With regard to the lates Bash Shock, I wonder does it make sense to confine Bash with AppArmor after all? I think to create a dedicated profile solely for Bash does not make sense, because in general you want to be able to access everything with Bash, right? If an app wants to access Bash I envoke /bin/bash with the ix parameter, this way Bash inherits the app´s profile. Is this the only best way to confine Bash? Or does a dedicated profile make sense? Thanks
On 2014-10-03 22:42, pinguin74 wrote:
With regard to the lates Bash Shock, I wonder does it make sense to confine Bash with AppArmor after all?
No. It is used by everything, needs access everywhere. You can confine the parent and its children, when you know in advance what the parent is going to do for months to come. -- Cheers / Saludos, Carlos E. R. (from 13.1 x86_64 "Bottle" at Telcontar)

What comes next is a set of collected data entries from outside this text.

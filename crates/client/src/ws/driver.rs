//! Background task that owns the physical connection.
//!
//! One driver runs per [`super::WsConnection`]. It handles every lifecycle
//! event of that connection in order, so callbacks never overlap.

use std::sync::Arc;
use std::time::Duration;

use futures_channel::mpsc::UnboundedReceiver;
use futures_util::{FutureExt, SinkExt, StreamExt};
use livetable_shared::Decode;
use tokio::sync::watch;
use url::Url;

use super::connection::{ConnectionState, Handlers, StatsCounters};
use super::connector::{CloseInfo, Connector, Frame, FrameSink, SocketPair};
use crate::credentials::CredentialProvider;
use crate::error::TransportError;

pub(crate) struct Driver<M> {
    pub(crate) endpoint: Url,
    pub(crate) reconnect_delay: Duration,
    pub(crate) connect_timeout: Duration,
    pub(crate) credential_param: String,
    pub(crate) handlers: Handlers<M>,
    pub(crate) connector: Arc<dyn Connector>,
    pub(crate) credentials: Option<Arc<dyn CredentialProvider>>,
    pub(crate) state: watch::Sender<ConnectionState>,
    pub(crate) stats: Arc<StatsCounters>,
}

/// Resolves once `close()` was called or the connection was dropped.
async fn stop_requested(shutdown: &mut watch::Receiver<bool>) {
    let _ = shutdown.wait_for(|stop| *stop).await;
}

impl<M: Decode + Send + 'static> Driver<M> {
    pub(crate) async fn run(
        self,
        mut commands: UnboundedReceiver<String>,
        mut shutdown: watch::Receiver<bool>,
    ) {
        let mut attempt: u64 = 0;

        while !*shutdown.borrow() {
            let Some(url) = self.attempt_url() else {
                tracing::warn!(
                    "no credential for {}, retrying in {:?}",
                    self.endpoint,
                    self.reconnect_delay
                );
                if self.pause(&mut shutdown).await {
                    continue;
                }
                break;
            };

            attempt += 1;
            StatsCounters::bump(&self.stats.connect_attempts);
            self.set_state(ConnectionState::Connecting { attempt });
            tracing::info!("connecting to {} (attempt {})", self.endpoint, attempt);

            let connect =
                tokio::time::timeout(self.connect_timeout, self.connector.connect(url.as_str()));
            let outcome = tokio::select! {
                outcome = connect => outcome,
                _ = stop_requested(&mut shutdown) => break,
            };

            let close = match outcome {
                Ok(Ok(socket)) => match self.serve(socket, &mut commands, &mut shutdown).await {
                    Some(close) => close,
                    // stopped while open; on_close already ran
                    None => break,
                },
                Ok(Err(err)) => self.fail(err),
                Err(_) => self.fail(TransportError::Timeout(self.connect_timeout)),
            };
            self.closed(&close, &mut commands);

            if !self.pause(&mut shutdown).await {
                break;
            }
        }

        self.drop_pending(&mut commands);
        self.set_state(ConnectionState::Stopped);
        tracing::info!("transport to {} stopped", self.endpoint);
    }

    /// Pump one open connection until it ends. Returns `None` when it ended
    /// because a stop was requested.
    async fn serve(
        &self,
        socket: SocketPair,
        commands: &mut UnboundedReceiver<String>,
        shutdown: &mut watch::Receiver<bool>,
    ) -> Option<CloseInfo> {
        let SocketPair { mut sink, mut stream } = socket;

        self.set_state(ConnectionState::Open);
        StatsCounters::bump(&self.stats.opens);
        tracing::info!("connected to {}", self.endpoint);
        self.handlers.open();

        let mut commands_open = true;
        loop {
            tokio::select! {
                _ = stop_requested(shutdown) => {
                    self.set_state(ConnectionState::Closing);
                    self.shutdown_sink(&mut sink).await;
                    self.closed(&CloseInfo::normal("closed by client"), commands);
                    return None;
                }
                frame = stream.next() => match frame {
                    Some(Ok(Frame::Text(text))) => self.deliver(text.as_bytes()),
                    Some(Ok(Frame::Binary(bytes))) => self.deliver(&bytes),
                    Some(Ok(Frame::Close(info))) => {
                        self.set_state(ConnectionState::Closing);
                        // flushes the close reply queued by the socket
                        self.shutdown_sink(&mut sink).await;
                        return Some(info);
                    }
                    Some(Err(err)) => {
                        tracing::error!("read error on {}: {}", self.endpoint, err);
                        self.set_state(ConnectionState::Closing);
                        let close = self.fail(err);
                        self.shutdown_sink(&mut sink).await;
                        return Some(close);
                    }
                    None => {
                        self.set_state(ConnectionState::Closing);
                        return Some(CloseInfo::abnormal("connection dropped"));
                    }
                },
                command = commands.next(), if commands_open => match command {
                    Some(text) => {
                        if let Err(err) = sink.send(text).await {
                            tracing::error!("send failed on {}: {}", self.endpoint, err);
                            self.set_state(ConnectionState::Closing);
                            return Some(self.fail(err));
                        }
                        StatsCounters::bump(&self.stats.messages_sent);
                    }
                    None => commands_open = false,
                },
            }
        }
    }

    fn deliver(&self, frame: &[u8]) {
        StatsCounters::bump(&self.stats.frames_received);
        tracing::trace!("received from {}: {}", self.endpoint, String::from_utf8_lossy(frame));

        match M::decode(frame) {
            Ok(message) => self.handlers.message(message),
            Err(err) => {
                StatsCounters::bump(&self.stats.frames_dropped);
                tracing::warn!("dropping {} frame from {}: {}", err.kind(), self.endpoint, err);
                self.handlers.decode_error(&err);
            }
        }
    }

    async fn shutdown_sink(&self, sink: &mut FrameSink) {
        if let Err(err) = sink.close().await {
            tracing::debug!("error closing socket to {}: {}", self.endpoint, err);
        }
    }

    /// Report an error; the caller then drives the close transition.
    fn fail(&self, err: TransportError) -> CloseInfo {
        if err.is_transient() {
            tracing::warn!("transport error on {}: {}", self.endpoint, err);
        } else {
            tracing::error!("transport error on {}: {}", self.endpoint, err);
        }
        self.handlers.error(&err);
        CloseInfo::abnormal(err.to_string())
    }

    fn closed(&self, close: &CloseInfo, commands: &mut UnboundedReceiver<String>) {
        StatsCounters::bump(&self.stats.closes);
        tracing::info!(
            "connection to {} closed (code {}, {:?})",
            self.endpoint,
            close.code,
            close.reason
        );
        self.handlers.close(close);
        self.drop_pending(commands);
    }

    /// Sleep for the reconnect delay. Returns false if a stop arrived first.
    async fn pause(&self, shutdown: &mut watch::Receiver<bool>) -> bool {
        if *shutdown.borrow() {
            return false;
        }
        self.set_state(ConnectionState::WaitingToReconnect {
            delay: self.reconnect_delay,
        });
        tracing::info!("reconnecting to {} in {:?}", self.endpoint, self.reconnect_delay);

        tokio::select! {
            _ = tokio::time::sleep(self.reconnect_delay) => true,
            _ = stop_requested(shutdown) => false,
        }
    }

    /// Count payloads that were queued but never written.
    fn drop_pending(&self, commands: &mut UnboundedReceiver<String>) {
        while let Some(Some(_)) = commands.next().now_or_never() {
            StatsCounters::bump(&self.stats.sends_dropped);
        }
    }

    fn attempt_url(&self) -> Option<Url> {
        let Some(provider) = &self.credentials else {
            return Some(self.endpoint.clone());
        };
        let credential = provider.credential()?;
        let mut url = self.endpoint.clone();
        url.query_pairs_mut()
            .append_pair(&self.credential_param, &credential);
        Some(url)
    }

    fn set_state(&self, state: ConnectionState) {
        tracing::debug!("{} -> {:?}", self.endpoint, state);
        self.state.send_replace(state);
    }
}

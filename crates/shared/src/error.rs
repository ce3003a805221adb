//! Error types for decoding and validating change-stream frames.

use thiserror::Error;

/// A change event that parsed as JSON but violates the event contract.
///
/// These are rejected at the decode boundary so the reducer only ever sees
/// well-formed events.
#[derive(Debug, Clone, Error, PartialEq, Eq)]
pub enum EventError {
    #[error("{event} event has no keys")]
    MissingKeys { event: &'static str },

    #[error("{event} event is missing its item")]
    MissingItem { event: &'static str },

    #[error("invalid {event} item: {reason}")]
    InvalidItem { event: &'static str, reason: String },
}

/// Why an inbound frame was dropped.
#[derive(Debug, Error)]
pub enum FrameError {
    #[error("frame is not valid UTF-8: {0}")]
    Utf8(#[from] std::str::Utf8Error),

    #[error("frame is not valid JSON: {0}")]
    Json(#[from] serde_json::Error),

    #[error("frame is not a valid change event: {0}")]
    Invalid(#[from] EventError),
}

impl FrameError {
    /// Short label for logs and counters.
    pub fn kind(&self) -> &'static str {
        match self {
            FrameError::Utf8(_) => "utf8",
            FrameError::Json(_) => "json",
            FrameError::Invalid(_) => "invalid",
        }
    }
}

/// A reducer policy name that is not recognized.
#[derive(Debug, Clone, Error, PartialEq, Eq)]
#[error("unknown {policy} {value:?}")]
pub struct UnknownPolicy {
    pub policy: &'static str,
    pub value: String,
}
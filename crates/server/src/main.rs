//! Livetable relay server binary.

use anyhow::Context;
use livetable_server::{AppState, ServerConfig};
use tracing_subscriber::{layer::SubscriberExt, util::SubscriberInitExt};

#[tokio::main]
async fn main() -> anyhow::Result<()> {
    // Initialize tracing
    tracing_subscriber::registry()
        .with(
            tracing_subscriber::EnvFilter::try_from_default_env()
                .unwrap_or_else(|_| "livetable_server=debug,tower_http=debug".into()),
        )
        .with(tracing_subscriber::fmt::layer())
        .init();

    let config = ServerConfig::from_env()?;
    let state = AppState::new(config.reducer);

    tracing::info!("Starting relay on {}", config.bind);
    let listener = tokio::net::TcpListener::bind(config.bind)
        .await
        .with_context(|| format!("failed to bind {}", config.bind))?;
    livetable_server::serve(listener, state)
        .await
        .context("server error")?;
    Ok(())
}
//! Item routes.

use axum::{
    extract::{Query, State},
    http::StatusCode,
    Json,
};
use livetable_shared::{ChangeEvent, Item};
use serde::Deserialize;

use crate::state::AppState;

#[derive(Debug, Default, Deserialize)]
#[serde(rename_all = "camelCase")]
pub struct ListItemsQuery {
    pub user_id: Option<String>,
}

#[derive(Debug, Deserialize)]
#[serde(rename_all = "camelCase")]
pub struct CreateItemRequest {
    pub project_id: String,
    pub user_id: String,
    pub name: String,
}

/// List the current items, all of them or those of `?userId=`
pub async fn list_items(
    State(state): State<AppState>,
    Query(query): Query<ListItemsQuery>,
) -> Json<Vec<Item>> {
    let user_id = query.user_id.as_deref().filter(|id| !id.is_empty());
    Json(state.snapshot(user_id).await)
}

/// Create an item and publish it as an INSERT
pub async fn create_item(
    State(state): State<AppState>,
    Json(payload): Json<CreateItemRequest>,
) -> Result<(StatusCode, Json<Item>), (StatusCode, String)> {
    if payload.project_id.is_empty() || payload.user_id.is_empty() {
        return Err((
            StatusCode::BAD_REQUEST,
            "projectId and userId are required".to_string(),
        ));
    }

    let item = Item::new(
        payload.project_id,
        payload.user_id,
        chrono::Utc::now().to_rfc3339(),
        payload.name,
    );
    tracing::info!("creating item {}/{}", item.project_id, item.user_id);
    state.publish(ChangeEvent::insert(item.clone())).await;

    Ok((StatusCode::CREATED, Json(item)))
}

Am 03.10.2014 um 23:23 schrieb Carlos E. R.:
On 2014-10-03 22:42, pinguin74 wrote:
With regard to the lates Bash Shock, I wonder does it make sense to confine Bash with AppArmor after all?

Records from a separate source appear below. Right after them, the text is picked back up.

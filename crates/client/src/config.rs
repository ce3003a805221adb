//! Client configuration from environment variables.

use std::time::Duration;

use livetable_shared::{InsertPolicy, ReducerConfig, RemoveMatch};
use url::Url;

use crate::error::ConfigError;

pub const ENV_WS_URL: &str = "LIVETABLE_WS_URL";
pub const ENV_API_URL: &str = "LIVETABLE_API_URL";
pub const ENV_RECONNECT_DELAY_MS: &str = "LIVETABLE_RECONNECT_DELAY_MS";
pub const ENV_CONNECT_TIMEOUT_MS: &str = "LIVETABLE_CONNECT_TIMEOUT_MS";
pub const ENV_TOKEN: &str = "LIVETABLE_TOKEN";
pub const ENV_IDENTITY: &str = "LIVETABLE_IDENTITY";
pub const ENV_INSERT_POLICY: &str = "LIVETABLE_INSERT_POLICY";
pub const ENV_REMOVE_MATCH: &str = "LIVETABLE_REMOVE_MATCH";

pub const DEFAULT_RECONNECT_DELAY: Duration = Duration::from_millis(3000);
pub const DEFAULT_CONNECT_TIMEOUT: Duration = Duration::from_secs(10);
pub const DEFAULT_CREDENTIAL_PARAM: &str = "token";

/// Settings for the streaming transport.
#[derive(Debug, Clone, PartialEq, Eq)]
pub struct TransportConfig {
    /// Endpoint to connect to (`ws://` or `wss://`).
    pub url: String,
    /// Fixed delay before every reconnection attempt.
    pub reconnect_delay: Duration,
    /// How long a single attempt may take to open.
    pub connect_timeout: Duration,
    /// Query parameter that carries the credential, when one is configured.
    pub credential_param: String,
    /// Extra query parameters added to the endpoint.
    pub query: Vec<(String, String)>,
}

impl TransportConfig {
    pub fn new(url: impl Into<String>) -> Self {
        Self {
            url: url.into(),
            reconnect_delay: DEFAULT_RECONNECT_DELAY,
            connect_timeout: DEFAULT_CONNECT_TIMEOUT,
            credential_param: DEFAULT_CREDENTIAL_PARAM.to_string(),
            query: Vec::new(),
        }
    }

    pub fn with_reconnect_delay(mut self, delay: Duration) -> Self {
        self.reconnect_delay = delay;
        self
    }

    pub fn with_connect_timeout(mut self, timeout: Duration) -> Self {
        self.connect_timeout = timeout;
        self
    }

    pub fn with_credential_param(mut self, param: impl Into<String>) -> Self {
        self.credential_param = param.into();
        self
    }

    pub fn with_query_param(mut self, name: impl Into<String>, value: impl Into<String>) -> Self {
        self.query.push((name.into(), value.into()));
        self
    }

    /// Parse the endpoint, rejecting anything that is not a WebSocket URL.
    pub fn endpoint(&self) -> Result<Url, ConfigError> {
        let url = Url::parse(&self.url).map_err(|e| ConfigError::Url {
            url: self.url.clone(),
            reason: e.to_string(),
        })?;
        match url.scheme() {
            "ws" | "wss" => Ok(self.with_query(url)),
            other => Err(ConfigError::Url {
                url: self.url.clone(),
                reason: format!("unsupported scheme {other}"),
            }),
        }
    }

    fn with_query(&self, mut url: Url) -> Url {
        if !self.query.is_empty() {
            url.query_pairs_mut().extend_pairs(&self.query);
        }
        url
    }

    /// Read the transport settings from the environment.
    ///
    /// - `LIVETABLE_WS_URL` (required)
    /// - `LIVETABLE_RECONNECT_DELAY_MS` (default 3000)
    /// - `LIVETABLE_CONNECT_TIMEOUT_MS` (default 10000)
    pub fn from_env() -> Result<Self, ConfigError> {
        Self::from_lookup(|name| std::env::var(name).ok())
    }

    pub fn from_lookup(lookup: impl Fn(&str) -> Option<String>) -> Result<Self, ConfigError> {
        let url = lookup(ENV_WS_URL).ok_or(ConfigError::Missing(ENV_WS_URL))?;
        let mut config = Self::new(url);
        if let Some(ms) = lookup(ENV_RECONNECT_DELAY_MS) {
            config.reconnect_delay = parse_millis(ENV_RECONNECT_DELAY_MS, &ms)?;
        }
        if let Some(ms) = lookup(ENV_CONNECT_TIMEOUT_MS) {
            config.connect_timeout = parse_millis(ENV_CONNECT_TIMEOUT_MS, &ms)?;
        }
        config.endpoint()?;
        Ok(config)
    }
}

/// Settings for seeding and folding a sync session.
#[derive(Debug, Clone, PartialEq, Eq)]
pub struct SessionConfig {
    /// Base URL of the snapshot API, if any.
    pub api_url: Option<String>,
    /// Identity the snapshot is fetched for.
    pub identity: String,
    pub reducer: ReducerConfig,
}

impl SessionConfig {
    /// Read the session settings from the environment.
    ///
    /// - `LIVETABLE_API_URL` (optional; without it the session starts empty)
    /// - `LIVETABLE_IDENTITY` (default empty)
    /// - `LIVETABLE_INSERT_POLICY`: `append` | `upsert` (default `append`)
    /// - `LIVETABLE_REMOVE_MATCH`: `keys` | `project-user` (default `keys`)
    pub fn from_env() -> Result<Self, ConfigError> {
        Self::from_lookup(|name| std::env::var(name).ok())
    }

    pub fn from_lookup(lookup: impl Fn(&str) -> Option<String>) -> Result<Self, ConfigError> {
        let insert = match lookup(ENV_INSERT_POLICY) {
            None => InsertPolicy::default(),
            Some(value) => value.parse::<InsertPolicy>().map_err(|_| ConfigError::Invalid {
                name: ENV_INSERT_POLICY,
                value,
            })?,
        };
        let remove = match lookup(ENV_REMOVE_MATCH) {
            None => RemoveMatch::default(),
            Some(value) => value.parse::<RemoveMatch>().map_err(|_| ConfigError::Invalid {
                name: ENV_REMOVE_MATCH,
                value,
            })?,
        };

        Ok(Self {
            api_url: lookup(ENV_API_URL).filter(|url| !url.trim().is_empty()),
            identity: lookup(ENV_IDENTITY).unwrap_or_default(),
            reducer: ReducerConfig { insert, remove },
        })
    }
}

fn parse_millis(name: &'static str, value: &str) -> Result<Duration, ConfigError> {
    value
        .trim()
        .parse::<u64>()
        .map(Duration::from_millis)
        .map_err(|_| ConfigError::Invalid {
            name,
            value: value.to_string(),
        })
}
//! Livetable client - real-time sync of an item table
//!
//! This crate seeds a collection from an HTTP snapshot, then keeps it current
//! by folding the change events pushed over an auto-reconnecting WebSocket.

pub mod config;
pub mod credentials;
pub mod error;
pub mod session;
pub mod snapshot;
pub mod ws;

pub use config::{SessionConfig, TransportConfig};
pub use credentials::{CredentialProvider, EnvCredential, StaticCredential};
pub use error::{ClientError, ConfigError, TransportError, TransportResult};
pub use session::{SyncSession, SyncSessionBuilder};
pub use snapshot::{HttpSnapshotSource, SnapshotSource, StaticSnapshot};
pub use ws::{CloseInfo, ConnectionState, Handlers, TransportStats, WsConnection, WsHandle};
//! Wire format of the change stream.
//!
//! One JSON object per frame:
//!
//! ```text
//! { "event": "INSERT" | "MODIFY" | "REMOVE",
//!   "keys": { <string:string, ...> },
//!   "item"?: { "projectId", "userId", "createdAt", "name" } }
//! ```
//!
//! Decoding is the validation boundary: a frame either becomes a well-formed
//! [`ChangeEvent`] or a [`FrameError`], never something the reducer has to
//! defend against.

use serde::de::DeserializeOwned;
use serde::{Deserialize, Serialize};

use crate::error::{EventError, FrameError};
use crate::models::{ChangeEvent, Item, ItemPatch, Keys};

/// Untyped form of a change event as it appears on the wire.
#[derive(Debug, Clone, Serialize, Deserialize)]
pub struct WireEvent {
    pub event: String,
    #[serde(default)]
    pub keys: Keys,
    #[serde(default, skip_serializing_if = "Option::is_none")]
    pub item: Option<serde_json::Value>,
}

impl TryFrom<WireEvent> for ChangeEvent {
    type Error = EventError;

    fn try_from(wire: WireEvent) -> Result<Self, Self::Error> {
        let WireEvent { event, keys, item } = wire;
        match event.as_str() {
            ChangeEvent::INSERT => Ok(ChangeEvent::Insert {
                keys: require_keys(ChangeEvent::INSERT, keys)?,
                item: require_item::<Item>(ChangeEvent::INSERT, item)?,
            }),
            ChangeEvent::MODIFY => Ok(ChangeEvent::Modify {
                keys: require_keys(ChangeEvent::MODIFY, keys)?,
                item: require_item::<ItemPatch>(ChangeEvent::MODIFY, item)?,
            }),
            // a stray item on REMOVE is ignored
            ChangeEvent::REMOVE => Ok(ChangeEvent::Remove {
                keys: require_keys(ChangeEvent::REMOVE, keys)?,
            }),
            _ => Ok(ChangeEvent::Unknown { event, keys }),
        }
    }
}

impl From<ChangeEvent> for WireEvent {
    fn from(event: ChangeEvent) -> Self {
        match event {
            ChangeEvent::Insert { keys, item } => WireEvent {
                event: ChangeEvent::INSERT.to_string(),
                keys,
                item: serde_json::to_value(item).ok(),
            },
            ChangeEvent::Modify { keys, item } => WireEvent {
                event: ChangeEvent::MODIFY.to_string(),
                keys,
                item: serde_json::to_value(item).ok(),
            },
            ChangeEvent::Remove { keys } => WireEvent {
                event: ChangeEvent::REMOVE.to_string(),
                keys,
                item: None,
            },
            ChangeEvent::Unknown { event, keys } => WireEvent {
                event,
                keys,
                item: None,
            },
        }
    }
}

fn require_keys(event: &'static str, keys: Keys) -> Result<Keys, EventError> {
    if keys.is_empty() {
        return Err(EventError::MissingKeys { event });
    }
    Ok(keys)
}

fn require_item<T: DeserializeOwned>(
    event: &'static str,
    item: Option<serde_json::Value>,
) -> Result<T, EventError> {
    let value = item.ok_or(EventError::MissingItem { event })?;
    serde_json::from_value(value).map_err(|e| EventError::InvalidItem {
        event,
        reason: e.to_string(),
    })
}

/// Types a transport can decode its inbound frames into.
pub trait Decode: Sized {
    fn decode(frame: &[u8]) -> Result<Self, FrameError>;
}

impl Decode for ChangeEvent {
    fn decode(frame: &[u8]) -> Result<Self, FrameError> {
        decode_event(frame)
    }
}

impl Decode for serde_json::Value {
    fn decode(frame: &[u8]) -> Result<Self, FrameError> {
        decode_frame(frame)
    }
}

/// UTF-8 decode then JSON parse a frame.
pub fn decode_frame<T: DeserializeOwned>(frame: &[u8]) -> Result<T, FrameError> {
    let text = std::str::from_utf8(frame)?;
    Ok(serde_json::from_str(text)?)
}

/// Decode and validate one change-event frame.
pub fn decode_event(frame: &[u8]) -> Result<ChangeEvent, FrameError> {
    let wire: WireEvent = decode_frame(frame)?;
    Ok(ChangeEvent::try_from(wire)?)
}

/// Serialize an outbound payload to a text frame.
pub fn encode<T: Serialize + ?Sized>(payload: &T) -> Result<String, serde_json::Error> {
    serde_json::to_string(payload)
}

#[cfg(test)]
mod tests {
    use super::*;
    use crate::models::keys;
    use serde_json::json;

    fn frame(value: serde_json::Value) -> Vec<u8> {
        value.to_string().into_bytes()
    }

    #[test]
    fn decodes_insert() {
        let event = decode_event(&frame(json!({
            "event": "INSERT",
            "keys": {"projectId": "p1", "userId": "u1"},
            "item": {"projectId": "p1", "userId": "u1", "createdAt": "t1", "name": "A"}
        })))
        .unwrap();

        assert_eq!(
            event,
            ChangeEvent::Insert {
                keys: keys([("projectId", "p1"), ("userId", "u1")]),
                item: Item::new("p1", "u1", "t1", "A"),
            }
        );
    }

    #[test]
    fn decodes_partial_modify() {
        let event = decode_event(&frame(json!({
            "event": "MODIFY",
            "keys": {"projectId": "p1", "userId": "u1"},
            "item": {"name": "B"}
        })))
        .unwrap();

        assert_eq!(
            event,
            ChangeEvent::modify(
                keys([("projectId", "p1"), ("userId", "u1")]),
                ItemPatch::name("B")
            )
        );
    }

    #[test]
    fn remove_ignores_item() {
        let event = decode_event(&frame(json!({
            "event": "REMOVE",
            "keys": {"projectId": "p1", "userId": "u1"},
            "item": {"name": "ignored"}
        })))
        .unwrap();

        assert_eq!(
            event,
            ChangeEvent::remove(keys([("projectId", "p1"), ("userId", "u1")]))
        );
    }

    #[test]
    fn unknown_discriminant_is_kept() {
        let event = decode_event(&frame(json!({"event": "TRUNCATE"}))).unwrap();
        assert_eq!(event.kind(), "TRUNCATE");
        assert!(event.keys().is_empty());
    }

    #[test]
    fn insert_without_item_is_rejected() {
        let err = decode_event(&frame(json!({
            "event": "INSERT",
            "keys": {"projectId": "p1"}
        })))
        .unwrap_err();
        assert!(matches!(
            err,
            FrameError::Invalid(EventError::MissingItem { event: "INSERT" })
        ));
    }

    #[test]
    fn incomplete_insert_item_is_rejected() {
        let err = decode_event(&frame(json!({
            "event": "INSERT",
            "keys": {"projectId": "p1"},
            "item": {"projectId": "p1"}
        })))
        .unwrap_err();
        assert!(matches!(
            err,
            FrameError::Invalid(EventError::InvalidItem { event: "INSERT", .. })
        ));
    }

    #[test]
    fn empty_keys_are_rejected() {
        let err = decode_event(&frame(json!({"event": "REMOVE", "keys": {}}))).unwrap_err();
        assert!(matches!(
            err,
            FrameError::Invalid(EventError::MissingKeys { event: "REMOVE" })
        ));
    }

    #[test]
    fn non_string_keys_are_a_json_error() {
        let err = decode_event(&frame(json!({"event": "REMOVE", "keys": {"projectId": 7}})))
            .unwrap_err();
        assert_eq!(err.kind(), "json");
    }

    #[test]
    fn garbage_frames_are_rejected() {
        assert_eq!(decode_event(b"not json").unwrap_err().kind(), "json");
        assert_eq!(decode_event(&[0xff, 0xfe]).unwrap_err().kind(), "utf8");
    }

    #[test]
    fn serializes_with_event_tag() {
        let event = ChangeEvent::remove(keys([("projectId", "p1"), ("userId", "u1")]));
        let value = serde_json::to_value(&event).unwrap();
        assert_eq!(
            value,
            json!({"event": "REMOVE", "keys": {"projectId": "p1", "userId": "u1"}})
        );
        assert_eq!(decode_event(&frame(value)).unwrap(), event);
    }

    #[test]
    fn value_decoder_accepts_any_json() {
        let value = serde_json::Value::decode(br#"{"type":"ping"}"#).unwrap();
        assert_eq!(value["type"], "ping");
    }
}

No. It is used by everything, needs access everywhere.
You can confine the parent and its children, when you know in advance what the parent is going to do for months to come.
I think with aa-notify you can learn quickly if the profile needs adjustment, so it should work if Bash inherits the main profile. I tried this with clamscan, Thunderbird and Firefox, they all invoke bash. And never had complaints bash couldn´t access something! Best regards
On 2014-10-03 23:45, pinguin74 wrote:
Am 03.10.2014 um 23:23 schrieb Carlos E. R.:
I tried this with clamscan, Thunderbird and Firefox, they all invoke bash. And never had complaints bash couldn´t access something!
But of course. You are not setting a profile for bash, but for clamscan, Thunderbird and Firefox. -- Cheers / Saludos, Carlos E. R. (from 13.1 x86_64 "Bottle" at Telcontar)
Hello, Am Freitag, 3. Oktober 2014 schrieb pinguin74:
With regard to the lates Bash Shock, I wonder does it make sense to confine Bash with AppArmor after all?
I think to create a dedicated profile solely for Bash does not make sense, because in general you want to be able to access everything with Bash, right?
Right.
If an app wants to access Bash I envoke /bin/bash with the ix parameter, this way Bash inherits the app´s profile. Is this the only best way to confine Bash? Or does a dedicated profile make sense?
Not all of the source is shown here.